### What you are asked to do
Show every line of the records below that contains the word "clear".

━━━━━━━━━━

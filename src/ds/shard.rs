//! Shard selection for pre-hashed keys.
//!
//! Keys reach the store already reduced to a `u64` by the cache's
//! [`KeyHasher`](crate::hash::KeyHasher), so picking a shard is a plain
//! modulo. Keeping the mapping in one place lets the store and its tests agree
//! on which shard owns a key.
//!
//! ## Architecture
//!
//! ```text
//! ┌─────────────────────────────────────────────────────────────────────┐
//! │                        Shard Selection Flow                         │
//! │                                                                     │
//! │   key hash (u64)                                                    │
//! │       │                                                             │
//! │       ▼                                                             │
//! │   ShardSelector { shards: 256 }  ──►  hash % 256                    │
//! │       │                                                             │
//! │       ▼                                                             │
//! │   ┌─────────┬─────────┬─────────┬─────────┬─────┬───────────┐       │
//! │   │ Shard 0 │ Shard 1 │ Shard 2 │ Shard 3 │ ... │ Shard 255 │       │
//! │   └─────────┴─────────┴─────────┴─────────┴─────┴───────────┘       │
//! └─────────────────────────────────────────────────────────────────────┘
//! ```
//!
//! ## Example Usage
//!
//! ```
//! use sketchcache::ds::ShardSelector;
//!
//! let selector = ShardSelector::new(256);
//! assert_eq!(selector.shard_for_hash(257), 1);
//! assert_eq!(selector.shard_for_hash(255), 255);
//! ```

/// Number of shards used by the cache's store.
pub const NUM_SHARDS: usize = 256;

/// Deterministic modulo shard selector.
#[derive(Debug, Clone, Copy, PartialEq, Eq)]
pub struct ShardSelector {
    shards: usize,
}

impl ShardSelector {
    /// Creates a selector for `shards` shards, clamped to at least 1.
    pub fn new(shards: usize) -> Self {
        Self {
            shards: shards.max(1),
        }
    }

    /// Returns the number of shards.
    pub fn shard_count(&self) -> usize {
        self.shards
    }

    /// Maps a key hash to a shard index in `[0, shards)`.
    #[inline]
    pub fn shard_for_hash(&self, hash: u64) -> usize {
        (hash % self.shards as u64) as usize
    }
}

impl Default for ShardSelector {
    fn default() -> Self {
        Self::new(NUM_SHARDS)
    }
}
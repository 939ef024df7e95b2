//! 256-way sharded map from key hash to value.
//!
//! ## Architecture
//!
//! ```text
//!   key hash ──► ShardSelector (key % 256) ──► RwLock<FxHashMap<u64, StoreEntry>>
//!                                                    │
//!                                 entries with a deadline are mirrored into
//!                                                    ▼
//!                                             ExpirationIndex
//! ```
//!
//! ## Conflict hashes
//! Keys are never stored; a second, independent hash (the *conflict* hash)
//! guards against two keys sharing a primary hash. Reads, updates and deletes
//! carrying a non-zero conflict that does not match the stored one behave as
//! if the key were absent. A zero conflict matches anything; the policy uses
//! that to evict victims it only knows by primary hash.
//!
//! ## Expiry
//! Reads treat an entry whose deadline is not after "now" as absent, whether
//! or not the background sweep has reached it yet.
//!
//! ## Thread Safety
//! Per-shard `parking_lot::RwLock`. Lock order is shard, then expiration
//! index; the index is never held while a shard lock is taken.

use std::sync::Arc;
use std::time::Instant;

use parking_lot::RwLock;
use rustc_hash::FxHashMap;

use crate::ds::ShardSelector;
use crate::policy::EvictionPolicy;
use crate::store::Item;
use crate::store::expiration::ExpirationIndex;

/// Decides whether `new` may replace `old` for an existing key.
pub type UpdatePredicate<V> = Arc<dyn Fn(&V, &V) -> bool + Send + Sync>;

/// Result of [`ShardedStore::update`].
#[derive(Debug)]
pub enum UpdateOutcome<V> {
    /// Value replaced; carries the previous value.
    Updated(Arc<V>),
    /// The update predicate refused; carries the value still stored.
    Skipped(Arc<V>),
    /// No entry for this key and conflict.
    Missing,
}

#[derive(Debug)]
struct StoreEntry<V> {
    conflict: u64,
    value: Arc<V>,
    expiration: Option<Instant>,
}

type Shard<V> = RwLock<FxHashMap<u64, StoreEntry<V>>>;

pub struct ShardedStore<V> {
    shards: Vec<Shard<V>>,
    selector: ShardSelector,
    expiry: ExpirationIndex,
    should_update: UpdatePredicate<V>,
}

impl<V> std::fmt::Debug for ShardedStore<V> {
    fn fmt(&self, f: &mut std::fmt::Formatter<'_>) -> std::fmt::Result {
        f.debug_struct("ShardedStore")
            .field("shards", &self.shards.len())
            .field("len", &self.len())
            .field("expiry", &self.expiry)
            .finish()
    }
}

impl<V: 'static> Default for ShardedStore<V> {
    fn default() -> Self {
        Self::new(Arc::new(|_: &V, _: &V| true))
    }
}

#[inline]
fn conflict_matches(stored: u64, given: u64) -> bool {
    given == 0 || stored == given
}

impl<V> ShardedStore<V> {
    pub fn new(should_update: UpdatePredicate<V>) -> Self {
        Self::with_expiration_index(should_update, ExpirationIndex::new())
    }

    /// Creates a store around a caller-built index (e.g. with a fixed epoch).
    pub fn with_expiration_index(should_update: UpdatePredicate<V>, expiry: ExpirationIndex) -> Self {
        let selector = ShardSelector::default();
        let shards = (0..selector.shard_count())
            .map(|_| RwLock::new(FxHashMap::default()))
            .collect();
        Self {
            shards,
            selector,
            expiry,
            should_update,
        }
    }

    #[inline]
    fn shard(&self, key: u64) -> &Shard<V> {
        &self.shards[self.selector.shard_for_hash(key)]
    }

    pub fn expiration_index(&self) -> &ExpirationIndex {
        &self.expiry
    }

    /// Live value for `key`, if present, matching and unexpired.
    pub fn get(&self, key: u64, conflict: u64) -> Option<Arc<V>> {
        self.get_at(key, conflict, Instant::now())
    }

    /// [`get`](Self::get) evaluated as of `now`.
    pub fn get_at(&self, key: u64, conflict: u64, now: Instant) -> Option<Arc<V>> {
        let shard = self.shard(key).read();
        let entry = shard.get(&key)?;
        if !conflict_matches(entry.conflict, conflict) {
            return None;
        }
        match entry.expiration {
            Some(deadline) if deadline <= now => None,
            _ => Some(Arc::clone(&entry.value)),
        }
    }

    /// Deadline of `key`, or `None` if absent or never expiring.
    pub fn expiration(&self, key: u64) -> Option<Instant> {
        self.shard(key).read().get(&key).and_then(|e| e.expiration)
    }

    /// Whether an entry exists for `key` regardless of conflict or deadline.
    pub fn contains(&self, key: u64) -> bool {
        self.shard(key).read().contains_key(&key)
    }

    /// Inserts or overwrites. An existing entry with a different conflict, or
    /// one the update predicate refuses to replace, is left untouched and
    /// `false` is returned.
    pub fn set(&self, item: &Item<V>) -> bool {
        let mut shard = self.shard(item.key).write();
        if let Some(entry) = shard.get_mut(&item.key) {
            if !conflict_matches(entry.conflict, item.conflict) {
                return false;
            }
            if !(self.should_update)(&item.value, &entry.value) {
                return false;
            }
            if entry.expiration != item.expiration {
                self.expiry
                    .update(item.key, entry.conflict, entry.expiration, item.expiration);
            }
            entry.value = Arc::clone(&item.value);
            entry.expiration = item.expiration;
            return true;
        }
        if let Some(deadline) = item.expiration {
            self.expiry.add(item.key, item.conflict, deadline);
        }
        shard.insert(
            item.key,
            StoreEntry {
                conflict: item.conflict,
                value: Arc::clone(&item.value),
                expiration: item.expiration,
            },
        );
        true
    }

    /// Replaces the value of an existing entry only.
    pub fn update(&self, item: &Item<V>) -> UpdateOutcome<V> {
        let mut shard = self.shard(item.key).write();
        let Some(entry) = shard.get_mut(&item.key) else {
            return UpdateOutcome::Missing;
        };
        if !conflict_matches(entry.conflict, item.conflict) {
            return UpdateOutcome::Missing;
        }
        if !(self.should_update)(&item.value, &entry.value) {
            return UpdateOutcome::Skipped(Arc::clone(&entry.value));
        }
        if entry.expiration != item.expiration {
            self.expiry
                .update(item.key, entry.conflict, entry.expiration, item.expiration);
        }
        entry.expiration = item.expiration;
        let old = std::mem::replace(&mut entry.value, Arc::clone(&item.value));
        UpdateOutcome::Updated(old)
    }

    /// Removes `key`, returning its conflict hash and value.
    pub fn del(&self, key: u64, conflict: u64) -> Option<(u64, Arc<V>)> {
        let mut shard = self.shard(key).write();
        if !conflict_matches(shard.get(&key)?.conflict, conflict) {
            return None;
        }
        let entry = shard.remove(&key)?;
        if let Some(deadline) = entry.expiration {
            self.expiry.del(key, deadline);
        }
        Some((entry.conflict, entry.value))
    }

    /// Evicts entries whose deadline passed by `now` from both the store and
    /// `policy`. `on_evict` receives each removed entry with the cost the
    /// policy had on record. Returns the number of entries evicted.
    pub fn cleanup_at<F>(&self, now: Instant, policy: &EvictionPolicy, mut on_evict: F) -> usize
    where
        F: FnMut(Item<V>),
    {
        let mut evicted = 0;
        for (key, conflict) in self.expiry.drain_due(now) {
            match self.expiration(key) {
                Some(deadline) if deadline <= now => {},
                // Re-set with a later deadline or removed since indexing.
                _ => continue,
            }
            let Some((conflict, value)) = self.del(key, conflict) else {
                continue;
            };
            let cost = policy.del(key).unwrap_or_default();
            on_evict(Item {
                key,
                conflict,
                value,
                cost,
                expiration: None,
            });
            evicted += 1;
        }
        evicted
    }

    /// [`cleanup_at`](Self::cleanup_at) as of now.
    pub fn cleanup<F>(&self, policy: &EvictionPolicy, on_evict: F) -> usize
    where
        F: FnMut(Item<V>),
    {
        self.cleanup_at(Instant::now(), policy, on_evict)
    }

    /// Empties every shard and the expiration index. `on_evict` sees each
    /// removed entry with a zero cost.
    pub fn clear<F>(&self, mut on_evict: F)
    where
        F: FnMut(Item<V>),
    {
        for shard in &self.shards {
            let drained: Vec<_> = shard.write().drain().collect();
            for (key, entry) in drained {
                on_evict(Item {
                    key,
                    conflict: entry.conflict,
                    value: entry.value,
                    cost: 0,
                    expiration: entry.expiration,
                });
            }
        }
        self.expiry.clear();
    }

    /// Stored keys across all shards, in shard order.
    pub fn keys(&self) -> Vec<u64> {
        let mut keys = Vec::with_capacity(self.len());
        for shard in &self.shards {
            keys.extend(shard.read().keys().copied());
        }
        keys
    }

    pub fn len(&self) -> usize {
        self.shards.iter().map(|s| s.read().len()).sum()
    }

    pub fn is_empty(&self) -> bool {
        self.shards.iter().all(|s| s.read().is_empty())
    }
}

━━━━━━━━━━

### Your response
    pub fn clear<F>(&self, mut on_evict: F)
        self.expiry.clear();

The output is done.